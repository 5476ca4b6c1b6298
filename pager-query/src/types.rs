//! Sort directives.

use serde::{Deserialize, Serialize};
use std::fmt;

/// Sort order for query results.
#[derive(Debug, Clone, Copy, PartialEq, Eq, Hash, Default, Serialize, Deserialize)]
pub enum SortOrder {
    /// Ascending order (A-Z, 0-9, oldest first).
    #[default]
    Asc,
    /// Descending order (Z-A, 9-0, newest first).
    Desc,
}

impl SortOrder {
    /// Get the SQL keyword for this sort order.
    pub fn as_sql(&self) -> &'static str {
        match self {
            Self::Asc => "ASC",
            Self::Desc => "DESC",
        }
    }
}

impl fmt::Display for SortOrder {
    fn fmt(&self, f: &mut fmt::Formatter<'_>) -> fmt::Result {
        write!(f, "{}", self.as_sql())
    }
}

/// Order by specification for a single field.
#[derive(Debug, Clone, PartialEq, Eq, Hash, Serialize, Deserialize)]
pub struct OrderByField {
    /// The column name to order by.
    pub column: String,
    /// The sort order.
    pub order: SortOrder,
}

impl OrderByField {
    /// Create a new order by field.
    pub fn new(column: impl Into<String>, order: SortOrder) -> Self {
        Self {
            column: column.into(),
            order,
        }
    }

    /// Create an ascending order.
    pub fn asc(column: impl Into<String>) -> Self {
        Self::new(column, SortOrder::Asc)
    }

    /// Create a descending order.
    pub fn desc(column: impl Into<String>) -> Self {
        Self::new(column, SortOrder::Desc)
    }

    /// Parse a single sort token: `-field` is descending, `field` ascending.
    ///
    /// Only one leading `-` is stripped, so `"--a"` orders `"-a"` descending
    /// and a lone `"-"` yields an empty descending column.
    pub fn parse_token(token: &str) -> Self {
        match token.strip_prefix('-') {
            Some(column) => Self::desc(column),
            None => Self::asc(token),
        }
    }

    /// Generate the SQL for this order by field.
    pub fn to_sql(&self) -> String {
        let mut sql = String::with_capacity(self.column.len() + 5);
        self.write_sql(&mut sql);
        sql
    }

    /// Write the SQL directly to a buffer.
    ///
    /// ```rust
    /// use pager_query::types::OrderByField;
    ///
    /// let field = OrderByField::desc("created_at");
    /// let mut buffer = String::from("ORDER BY ");
    /// field.write_sql(&mut buffer);
    /// assert_eq!(buffer, "ORDER BY created_at DESC");
    /// ```
    #[inline]
    pub fn write_sql(&self, buffer: &mut String) {
        buffer.push_str(&self.column);
        buffer.push(' ');
        buffer.push_str(self.order.as_sql());
    }
}

/// An ordered list of sort fields; earlier fields take precedence.
#[derive(Debug, Clone, Default, PartialEq, Eq, Serialize, Deserialize)]
#[serde(transparent)]
pub struct OrderBy {
    fields: Vec<OrderByField>,
}

impl OrderBy {
    /// Create an empty order by (no ordering).
    pub fn none() -> Self {
        Self::default()
    }

    /// Parse a comma-separated sort string such as `"-created_at,id"`.
    ///
    /// Tokens are taken left to right and empty tokens are skipped. Tokens are
    /// not trimmed.
    ///
    /// ```rust
    /// use pager_query::types::{OrderBy, OrderByField};
    ///
    /// let order = OrderBy::parse("-created_at,,id");
    /// assert_eq!(
    ///     order.fields(),
    ///     &[OrderByField::desc("created_at"), OrderByField::asc("id")]
    /// );
    /// ```
    pub fn parse(spec: &str) -> Self {
        let mut order = Self::none();
        order.extend_from_str(spec);
        order
    }

    /// Append the fields parsed from `spec` after the existing ones.
    pub fn extend_from_str(&mut self, spec: &str) {
        self.fields.extend(
            spec.split(',')
                .filter(|token| !token.is_empty())
                .map(OrderByField::parse_token),
        );
    }

    /// Create an OrderBy from multiple fields.
    pub fn from_fields(fields: impl IntoIterator<Item = OrderByField>) -> Self {
        Self {
            fields: fields.into_iter().collect(),
        }
    }

    /// Add a field to the order by.
    pub fn then(mut self, field: OrderByField) -> Self {
        self.fields.push(field);
        self
    }

    /// Check if the order by is empty.
    pub fn is_empty(&self) -> bool {
        self.fields.is_empty()
    }

    /// Get the number of fields.
    #[inline]
    pub fn field_count(&self) -> usize {
        self.fields.len()
    }

    /// Borrow the fields in precedence order.
    pub fn fields(&self) -> &[OrderByField] {
        &self.fields
    }

    /// Iterate over the fields in precedence order.
    pub fn iter(&self) -> std::slice::Iter<'_, OrderByField> {
        self.fields.iter()
    }

    /// Generate the SQL ORDER BY clause (without the "ORDER BY" keyword).
    pub fn to_sql(&self) -> String {
        let cap: usize = self.fields.iter().map(|f| f.column.len() + 7).sum();
        let mut sql = String::with_capacity(cap);
        self.write_sql(&mut sql);
        sql
    }

    /// Write the SQL ORDER BY clause directly to a buffer.
    #[inline]
    pub fn write_sql(&self, buffer: &mut String) {
        for (i, field) in self.fields.iter().enumerate() {
            if i > 0 {
                buffer.push_str(", ");
            }
            field.write_sql(buffer);
        }
    }
}

impl<'a> IntoIterator for &'a OrderBy {
    type Item = &'a OrderByField;
    type IntoIter = std::slice::Iter<'a, OrderByField>;

    fn into_iter(self) -> Self::IntoIter {
        self.fields.iter()
    }
}
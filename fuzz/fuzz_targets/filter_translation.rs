//! Fuzz target for filter translation.
//!
//! Generates arbitrary request parameters and checks that translation is
//! total and that every predicate has exactly one argument.
//!
//! Run with:
//! ```bash
//! cargo +nightly fuzz run fuzz_filter_translation
//! ```

#![no_main]

use arbitrary::Arbitrary;
use libfuzzer_sys::fuzz_target;
use pager_query::{FilterArgs, FilterValue, Pager, PagerOptions};

/// A fuzzable filter value.
#[derive(Debug, Arbitrary, Clone)]
enum FuzzFilterValue {
    Null,
    Bool(bool),
    Int(i64),
    Float(f64),
    String(String),
}

impl From<FuzzFilterValue> for FilterValue {
    fn from(val: FuzzFilterValue) -> Self {
        match val {
            FuzzFilterValue::Null => FilterValue::Null,
            FuzzFilterValue::Bool(b) => FilterValue::Bool(b),
            FuzzFilterValue::Int(i) => FilterValue::Int(i),
            FuzzFilterValue::Float(f) => FilterValue::Float(f),
            FuzzFilterValue::String(s) => FilterValue::String(s),
        }
    }
}

#[derive(Debug, Arbitrary)]
struct FuzzInput {
    max_page_size: u32,
    default_page_size: u32,
    args: Vec<(String, FuzzFilterValue)>,
    like_fields: Vec<String>,
}

fuzz_target!(|input: FuzzInput| {
    let pager = Pager::new(&PagerOptions {
        max_page_size: input.max_page_size,
        default_page_size: input.default_page_size,
        ..Default::default()
    });
    let args: FilterArgs = input.args.into_iter().collect();
    let max = i64::from(pager.config().max_page_size());

    let query = pager.make_page_filter(&args, &input.like_fields);
    assert_eq!(query.predicates().len(), query.args().len());
    assert!(query.size().is_some_and(|size| size <= max));
    let _ = query.build_select_sql("t");

    let query = pager.make_no_page_filter(&args, &input.like_fields);
    assert_eq!(query.predicates().len(), query.args().len());
    assert!(!query.is_paginated());
});
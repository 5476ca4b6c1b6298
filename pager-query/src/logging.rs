//! Logging setup for pager.
//!
//! Library code only emits `tracing` events. Applications that do not install
//! their own subscriber can call [`init`], which is controlled by:
//!
//! - `PAGER_DEBUG=true|1|yes` - Enable debug logging
//! - `PAGER_LOG_LEVEL=trace|debug|info|warn|error` - Set a specific log level
//! - `PAGER_LOG_FORMAT=json|pretty|compact` - Output format (default: json)
//!
//! ```rust,no_run
//! use pager_query::logging;
//!
//! logging::init();
//! ```
//!
//! Installing the subscriber needs the `tracing-subscriber` feature; without it
//! [`init`] is a no-op and events go to whatever subscriber the host installed.

use std::env;
use std::sync::Once;

static INIT: Once = Once::new();

/// Check if debug logging is enabled via `PAGER_DEBUG`.
#[inline]
pub fn is_debug_enabled() -> bool {
    env::var("PAGER_DEBUG")
        .map(|v| matches!(v.to_lowercase().as_str(), "true" | "1" | "yes"))
        .unwrap_or(false)
}

/// Get the configured log level from `PAGER_LOG_LEVEL`.
///
/// Defaults to "debug" if `PAGER_DEBUG` is enabled, otherwise "warn".
pub fn get_log_level() -> &'static str {
    let fallback = if is_debug_enabled() { "debug" } else { "warn" };
    match env::var("PAGER_LOG_LEVEL") {
        Ok(level) => match level.to_lowercase().as_str() {
            "trace" => "trace",
            "debug" => "debug",
            "info" => "info",
            "warn" => "warn",
            "error" => "error",
            _ => fallback,
        },
        Err(_) => fallback,
    }
}

/// Get the configured log format from `PAGER_LOG_FORMAT`.
pub fn get_log_format() -> &'static str {
    env::var("PAGER_LOG_FORMAT")
        .map(|f| match f.to_lowercase().as_str() {
            "pretty" => "pretty",
            "compact" => "compact",
            _ => "json",
        })
        .unwrap_or("json")
}

/// Initialize the pager logging subscriber.
///
/// Subsequent calls are no-ops. Nothing is installed unless `PAGER_DEBUG` or
/// `PAGER_LOG_LEVEL` is set.
pub fn init() {
    INIT.call_once(|| {
        if !is_debug_enabled() && env::var("PAGER_LOG_LEVEL").is_err() {
            return;
        }

        #[cfg(feature = "tracing-subscriber")]
        {
            use tracing_subscriber::{EnvFilter, fmt, prelude::*};

            let level = get_log_level();
            let filter = EnvFilter::try_new(format!("pager={},pager_query={}", level, level))
                .unwrap_or_else(|_| EnvFilter::new("warn"));

            // try_init: the host may already own the global subscriber
            let installed = match get_log_format() {
                "json" => tracing_subscriber::registry()
                    .with(filter)
                    .with(fmt::layer().json())
                    .try_init(),
                "compact" => tracing_subscriber::registry()
                    .with(filter)
                    .with(fmt::layer().compact())
                    .try_init(),
                _ => tracing_subscriber::registry()
                    .with(filter)
                    .with(fmt::layer().pretty())
                    .try_init(),
            };

            if installed.is_ok() {
                tracing::info!(level = level, format = get_log_format(), "pager logging initialized");
            }
        }
    });
}

/// Log at debug level only when `PAGER_DEBUG` is enabled at runtime.
#[macro_export]
macro_rules! pager_debug {
    ($($arg:tt)*) => {
        if $crate::logging::is_debug_enabled() {
            $crate::tracing::debug!($($arg)*);
        }
    };
}

/// Log at trace level only when `PAGER_DEBUG` is enabled at runtime.
#[macro_export]
macro_rules! pager_trace {
    ($($arg:tt)*) => {
        if $crate::logging::is_debug_enabled() {
            $crate::tracing::trace!($($arg)*);
        }
    };
}

#[cfg(test)]
mod tests {
    use super::*;

    #[test]
    fn test_macros_expand_through_crate_path() {
        let window = "LIMIT 20";
        crate::pager_debug!(window, "debug event");
        crate::pager_trace!(count = 3, "trace event");
    }

    // Env-mutating assertions live in one test so they cannot race each other.
    #[test]
    fn test_env_driven_settings() {
        // SAFETY: only this test touches the PAGER_* variables
        unsafe {
            env::remove_var("PAGER_DEBUG");
            env::remove_var("PAGER_LOG_LEVEL");
            env::remove_var("PAGER_LOG_FORMAT");
        }
        assert!(!is_debug_enabled());
        assert_eq!(get_log_level(), "warn");
        assert_eq!(get_log_format(), "json");

        unsafe {
            env::set_var("PAGER_DEBUG", "YES");
        }
        assert!(is_debug_enabled());
        assert_eq!(get_log_level(), "debug");

        unsafe {
            env::set_var("PAGER_LOG_LEVEL", "bogus");
            env::set_var("PAGER_LOG_FORMAT", "compact");
        }
        assert_eq!(get_log_level(), "debug");
        assert_eq!(get_log_format(), "compact");

        unsafe {
            env::remove_var("PAGER_DEBUG");
            env::remove_var("PAGER_LOG_LEVEL");
            env::remove_var("PAGER_LOG_FORMAT");
        }
    }
}
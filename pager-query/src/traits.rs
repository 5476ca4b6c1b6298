//! Seams to the storage collaborator.
//!
//! The pager never talks to a database. A [`RowCounter`] answers "how many
//! rows match these predicates" for the page calculator, and a
//! [`QueryEngine`] runs counts and bounded fetches for the list operation.

pub use futures::future::BoxFuture;

use crate::error::QueryResult;
use crate::query::Query;

/// Synchronous row-count provider used by the page calculator.
///
/// Implemented for closures and for a plain `u64` holding a count that was
/// obtained elsewhere:
///
/// ```rust
/// use pager_query::{Query, QueryError, RowCounter};
///
/// let query = Query::new().with_page(1, 20);
/// assert_eq!(95u64.count_rows(&query).unwrap(), 95);
///
/// let failing = |_: &Query| -> Result<u64, QueryError> { Err(QueryError::database("gone")) };
/// assert!(failing.count_rows(&query).is_err());
/// ```
pub trait RowCounter {
    /// Count the rows matching `query`'s predicates and arguments.
    fn count_rows(&self, query: &Query) -> QueryResult<u64>;
}

impl<F> RowCounter for F
where
    F: Fn(&Query) -> QueryResult<u64>,
{
    fn count_rows(&self, query: &Query) -> QueryResult<u64> {
        self(query)
    }
}

impl RowCounter for u64 {
    fn count_rows(&self, _query: &Query) -> QueryResult<u64> {
        Ok(*self)
    }
}

/// Async storage engine that executes list queries.
///
/// Implementations render the [`Query`] for their store (for SQL stores
/// [`Query::build_count_sql`] and [`Query::build_select_sql`] are a starting
/// point) and bind [`Query::args`] positionally.
pub trait QueryEngine: Send + Sync {
    /// Count rows matching the query's predicates, ignoring order and window.
    fn count(&self, query: &Query) -> BoxFuture<'_, QueryResult<u64>>;

    /// Fetch rows matching the query, honouring order, limit and offset.
    ///
    /// `preload` names relations to load eagerly alongside each row.
    fn find_many<T: Send + 'static>(
        &self,
        query: &Query,
        preload: &[String],
    ) -> BoxFuture<'_, QueryResult<Vec<T>>>;
}

impl<E: QueryEngine + ?Sized> QueryEngine for &E {
    fn count(&self, query: &Query) -> BoxFuture<'_, QueryResult<u64>> {
        (**self).count(query)
    }

    fn find_many<T: Send + 'static>(
        &self,
        query: &Query,
        preload: &[String],
    ) -> BoxFuture<'_, QueryResult<Vec<T>>> {
        (**self).find_many(query, preload)
    }
}
//! FlowTest controller implementation
//!
//! Each reconcile performs at most one step of the lifecycle and returns how
//! long to wait before the next one:
//!
//! - (unset) → attach finalizer, mark Created
//! - Created → provision simulation, aggregator and slices, mark Running
//! - Running → after warm-up, verify slices until all pass or the deadline
//! - Completed → remove test resources (finalizer stays until deletion)
//! - Error → wait for deletion
//!
//! Deletion takes precedence over every phase.

use std::sync::Arc;
use std::time::Duration;

use chrono::{DateTime, Utc};
use kube::runtime::controller::Action;
use kube::runtime::events::EventType;
use kube::{Client, Resource, ResourceExt};
use tracing::{debug, error, info, instrument, warn};

use plumber_common::crd::{FlowTest, FlowTestPhase, FlowTestStatus};
use plumber_common::events::{
    actions, reasons, EventPublisher, KubeEventPublisher, NoopEventPublisher,
};
use plumber_common::{Error, Result};

use crate::cleanup::cleanup;
use crate::client::{KubeClient, KubeClientImpl};
use crate::config::ControllerConfig;
use crate::index::{AggregatorClient, LogIndex};
use crate::provision::provision;
use crate::verify::verify;

/// Finalizer guarding cleanup of test resources
pub const FLOWTEST_FINALIZER: &str = "loggingpipelineplumber.isala.me/finalizer";

/// Name the controller reports events as
pub const CONTROLLER_NAME: &str = "flowtest-controller";

/// Requeue delay after an unexpected reconcile error
const ERROR_REQUEUE: Duration = Duration::from_secs(30);

/// Shared context for the FlowTest controller
pub struct Context {
    /// Kubernetes operations (trait object for testability)
    pub kube: Arc<dyn KubeClient>,
    /// Aggregator index listing
    pub index: Arc<dyn LogIndex>,
    /// Event sink
    pub events: Arc<dyn EventPublisher>,
    /// Timings, images and policies
    pub config: ControllerConfig,
}
//! Controller configuration

use std::str::FromStr;
use std::time::Duration;

use plumber_common::AGGREGATOR_NAME;

/// Default namespace of the shared log aggregator
pub const DEFAULT_AGGREGATOR_NAMESPACE: &str = "default";
/// Time allowed for slices to become active before the first verification
pub const DEFAULT_WARMUP: Duration = Duration::from_secs(60);
/// Deadline after which a Running test is completed regardless of results
pub const DEFAULT_TIMEOUT: Duration = Duration::from_secs(300);
/// Delay between verification passes
pub const DEFAULT_POLL_INTERVAL: Duration = Duration::from_secs(30);
/// Repository of the image replaying sent messages
pub const DEFAULT_SIMULATOR_IMAGE: &str = "ghcr.io/mrsupiri/logging-pipeline-plumber/pod-simulator";
/// Repository of the log aggregator image
pub const DEFAULT_AGGREGATOR_IMAGE: &str = "paynejacob/log-output";
/// Tag used for both images unless overridden
pub const DEFAULT_IMAGE_TAG: &str = "latest";
/// Pull policy used for both images unless overridden
pub const DEFAULT_PULL_POLICY: &str = "IfNotPresent";

/// Container image coordinates
#[derive(Clone, Debug, PartialEq, Eq)]
pub struct Image {
    /// Image repository
    pub repository: String,
    /// Image tag
    pub tag: String,
    /// Kubernetes pull policy (`Always`, `IfNotPresent`, `Never`)
    pub pull_policy: String,
}

impl Image {
    /// Build an image reference with the default pull policy
    pub fn new(repository: impl Into<String>, tag: impl Into<String>) -> Self {
        Self {
            repository: repository.into(),
            tag: tag.into(),
            pull_policy: DEFAULT_PULL_POLICY.to_string(),
        }
    }

    /// `repository:tag`
    pub fn reference(&self) -> String {
        format!("{}:{}", self.repository, self.tag)
    }
}

/// What to do with a slice once it has delivered logs
#[derive(Clone, Copy, Debug, Default, PartialEq, Eq)]
pub enum SlicePassPolicy {
    /// Delete the slice flow so it stops consuming pipeline capacity
    #[default]
    Delete,
    /// Keep the slice but mark its status inactive
    Deactivate,
}

impl FromStr for SlicePassPolicy {
    type Err = String;

    fn from_str(s: &str) -> Result<Self, Self::Err> {
        match s.to_ascii_lowercase().as_str() {
            "delete" => Ok(Self::Delete),
            "deactivate" => Ok(Self::Deactivate),
            other => Err(format!(
                "unknown slice pass policy '{other}', expected 'delete' or 'deactivate'"
            )),
        }
    }
}

impl std::fmt::Display for SlicePassPolicy {
    fn fmt(&self, f: &mut std::fmt::Formatter<'_>) -> std::fmt::Result {
        match self {
            Self::Delete => write!(f, "delete"),
            Self::Deactivate => write!(f, "deactivate"),
        }
    }
}

/// Runtime configuration of the FlowTest controller
#[derive(Clone, Debug, PartialEq, Eq)]
pub struct ControllerConfig {
    /// Namespace the shared aggregator runs in
    pub aggregator_namespace: String,
    /// Override for the aggregator index listing URL
    pub log_output_endpoint: Option<String>,
    /// Image replaying the sent messages
    pub simulator_image: Image,
    /// Image of the shared log aggregator
    pub aggregator_image: Image,
    /// Delay between provisioning and the first verification
    pub warmup: Duration,
    /// Maximum time a test stays Running
    pub timeout: Duration,
    /// Delay between verification passes
    pub poll_interval: Duration,
    /// Handling of passing slices
    pub pass_policy: SlicePassPolicy,
}

impl Default for ControllerConfig {
    fn default() -> Self {
        Self {
            aggregator_namespace: DEFAULT_AGGREGATOR_NAMESPACE.to_string(),
            log_output_endpoint: None,
            simulator_image: Image::new(DEFAULT_SIMULATOR_IMAGE, DEFAULT_IMAGE_TAG),
            aggregator_image: Image::new(DEFAULT_AGGREGATOR_IMAGE, DEFAULT_IMAGE_TAG),
            warmup: DEFAULT_WARMUP,
            timeout: DEFAULT_TIMEOUT,
            poll_interval: DEFAULT_POLL_INTERVAL,
            pass_policy: SlicePassPolicy::Delete,
        }
    }
}

impl ControllerConfig {
    /// In-cluster base URL of the aggregator service, without trailing slash
    pub fn aggregator_base_url(&self) -> String {
        format!(
            "http://{AGGREGATOR_NAME}.{}.svc",
            self.aggregator_namespace
        )
    }

    /// URL listing the aggregator's indexes
    pub fn index_endpoint(&self) -> String {
        self.log_output_endpoint
            .clone()
            .unwrap_or_else(|| format!("{}/", self.aggregator_base_url()))
    }
}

### [DESCRIPTION OF THE TASK]
Your answer should consist of the lines from the listing that hold the word "storage".

### [SOLVED PROBLEM]
//! Seams to the storage collaborator.
/// Async storage engine that executes list queries.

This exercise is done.